Bertrand Diacre-Pieplu

Pour mettre en œuvre ses rêves, Bertrand Diacre-Pieplu, crée des dispositifs précis. La folie est douce mais la démarche et la réalisation presque scientifiques. L’artiste s’entoure de l’avis de chercheurs généralement intéressés par les expériences en décalage qui leur sont proposées. Il utilise à la fois la technologie existante et, grâce à ses « collaborateurs », des techniques beaucoup plus en pointe. Diacre-Pieplu étudie longuement ses projets. Étant données les difficultés matérielles, la création artistique passe par toutes sortes de précautions, d’études, d’essais. Ne s’agit-il pas de lancer des navettes dans des intestins, de tirer des balles pour qu’elle explorent toutes sortes de matières, de transformer le corps humain en caisse de raisonnance ?… Dernièrement à Rouen et à Bourges, la veille de l’exposition, l’artiste avait avalé une petite capsule munie d’un micro, qui permettait de diffuser en direct, au fur et à mesure de la progression de l’engin, les sons produits par le corps. Des émetteurs, relayaient les ondes propagées par la capsule, des bornes d’écoutes disposées en plein air donnaient aux visiteurs la possibilité d’entendre, dans une certaine intimité, les sons des organes de l’artiste.
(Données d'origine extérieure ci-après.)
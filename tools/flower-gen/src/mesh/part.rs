use crate::scene::MaterialId;
use glam::{Vec2, Vec3};

/// A mesh vertex; normal and UV are optional per vertex
#[derive(Debug, Clone, Copy, PartialEq)]
pub struct Vertex {
    pub position: Vec3,
    pub normal: Option<Vec3>,
    pub uv: Option<Vec2>,
}

impl Vertex {
    pub fn new(position: Vec3, normal: Option<Vec3>, uv: Option<Vec2>) -> Self {
        Self {
            position,
            normal,
            uv,
        }
    }
}

/// Triangle-list geometry with its bounds and material
///
/// Bounds track every vertex as it is added. Attribute flags say whether
/// the exported mesh carries NORMAL / TEXCOORD_0 streams; vertices missing
/// an attribute export a default value for it.
#[derive(Debug, Clone, PartialEq)]
pub struct MeshPart {
    pub name: String,
    pub material: Option<MaterialId>,
    pub has_normals: bool,
    pub has_uvs: bool,
    vertices: Vec<Vertex>,
    indices: Vec<u32>,
    min: Vec3,
    max: Vec3,
}

impl MeshPart {
    pub fn new(name: impl Into<String>) -> Self {
        Self {
            name: name.into(),
            material: None,
            has_normals: false,
            has_uvs: false,
            vertices: Vec::new(),
            indices: Vec::new(),
            min: Vec3::splat(f32::MAX),
            max: Vec3::splat(f32::MIN),
        }
    }

    pub fn with_material(mut self, material: MaterialId) -> Self {
        self.material = Some(material);
        self
    }

    /// Append a vertex and return its index
    pub fn add_vertex(&mut self, vertex: Vertex) -> u32 {
        self.min = self.min.min(vertex.position);
        self.max = self.max.max(vertex.position);
        self.vertices.push(vertex);
        (self.vertices.len() - 1) as u32
    }

    /// Append a triangle (counter-clockwise front face)
    ///
    /// Indices are checked later by [`MeshPart::indices_valid`].
    pub fn add_triangle(&mut self, a: u32, b: u32, c: u32) {
        self.indices.extend_from_slice(&[a, b, c]);
    }

    pub fn vertices(&self) -> &[Vertex] {
        &self.vertices
    }

    pub fn indices(&self) -> &[u32] {
        &self.indices
    }

    pub fn vertex_count(&self) -> usize {
        self.vertices.len()
    }

    pub fn triangle_count(&self) -> usize {
        self.indices.len() / 3
    }

    pub fn is_empty(&self) -> bool {
        self.vertices.is_empty() || self.indices.is_empty()
    }

    /// Axis-aligned bounds of all vertices, `None` while empty
    pub fn bounds(&self) -> Option<(Vec3, Vec3)> {
        (!self.vertices.is_empty()).then_some((self.min, self.max))
    }

    /// True when every index addresses an existing vertex
    pub fn indices_valid(&self) -> bool {
        let count = self.vertices.len();
        self.indices.len() % 3 == 0 && self.indices.iter().all(|&i| (i as usize) < count)
    }

    pub fn positions(&self) -> Vec<[f32; 3]> {
        self.vertices.iter().map(|v| v.position.to_array()).collect()
    }

    /// Normal stream, or `None` when the part has no normals
    pub fn normals(&self) -> Option<Vec<[f32; 3]>> {
        self.has_normals.then(|| {
            self.vertices
                .iter()
                .map(|v| v.normal.unwrap_or(Vec3::Z).to_array())
                .collect()
        })
    }

    /// UV stream, or `None` when the part has no texture coordinates
    pub fn uvs(&self) -> Option<Vec<[f32; 2]>> {
        self.has_uvs.then(|| {
            self.vertices
                .iter()
                .map(|v| v.uv.unwrap_or(Vec2::ZERO).to_array())
                .collect()
        })
    }
}

#[cfg(test)]
mod tests {
    use super::*;

    #[test]
    fn test_bounds_track_vertices() {
        let mut part = MeshPart::new("Test");
        assert!(part.bounds().is_none());

        part.add_vertex(Vertex::new(Vec3::new(1.0, -2.0, 0.5), None, None));
        part.add_vertex(Vertex::new(Vec3::new(-1.0, 3.0, 0.0), None, None));
        let (min, max) = part.bounds().unwrap();
        assert_eq!(min, Vec3::new(-1.0, -2.0, 0.0));
        assert_eq!(max, Vec3::new(1.0, 3.0, 0.5));
    }

    #[test]
    fn test_streams_follow_flags() {
        let mut part = MeshPart::new("Test");
        let a = part.add_vertex(Vertex::new(Vec3::ZERO, Some(Vec3::Y), None));
        let b = part.add_vertex(Vertex::new(Vec3::X, None, Some(Vec2::ONE)));
        let c = part.add_vertex(Vertex::new(Vec3::Z, None, None));
        part.add_triangle(a, b, c);

        assert_eq!(part.triangle_count(), 1);
        assert!(part.indices_valid());
        assert!(part.normals().is_none());

        part.has_normals = true;
        part.has_uvs = true;
        let normals = part.normals().unwrap();
        assert_eq!(normals[0], [0.0, 1.0, 0.0]);
        assert_eq!(normals[1], [0.0, 0.0, 1.0]);
        assert_eq!(part.uvs().unwrap()[2], [0.0, 0.0]);
    }
}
Le corps humain étant une formidable caisse de raisonnance, les bruits autour pouvaient aussi être perceptibles. En cours d’élaboration, une navette intestinale serait également avalée, cette fois-ci pour transmettre sur un moniteur, les images internes du corps suivant le rythme de la digestion. Quand Diacre- Pieplu me parlait de son projet, je revoyais les images d’un film de science-fiction : Le voyage fantastique de Richard Fleischer où les personnages voyagent dans le corps humain à bord d’un vaisseau futuriste, assez proche des capsules de l’artiste. Pour autant, ses recherches ne tournent pas toutes autour des gelules exploratrices, mais plus encore autour de l’observation, de l’expérimentation, des applications scientifiques détournées à des fins artistiques. Si on remonte à l’époque où il était aux Beaux-Arts de Valenciennes, on constate que, déjà, il s’intéressait aux matières et à l’observation de leurs « comportements ». Une vidéo, par exemple, filme le lent processus de recouvrement de sculptures dans un atelier de l’école, par du talc, propulsé par un compresseur à air. On voit la matière se déposer imperceptiblement dans l’espace, et seules les premières et dernières images de la vidéo projetée en boucle, permettent de remarquer la différence avant et aprés l’éjection de la poudre. Qu’il s’agisse de technologie de pointe ou de bricolage, Bertrand Diacre-Pieplu se situe toujours dans une problématique scientifique biaisée.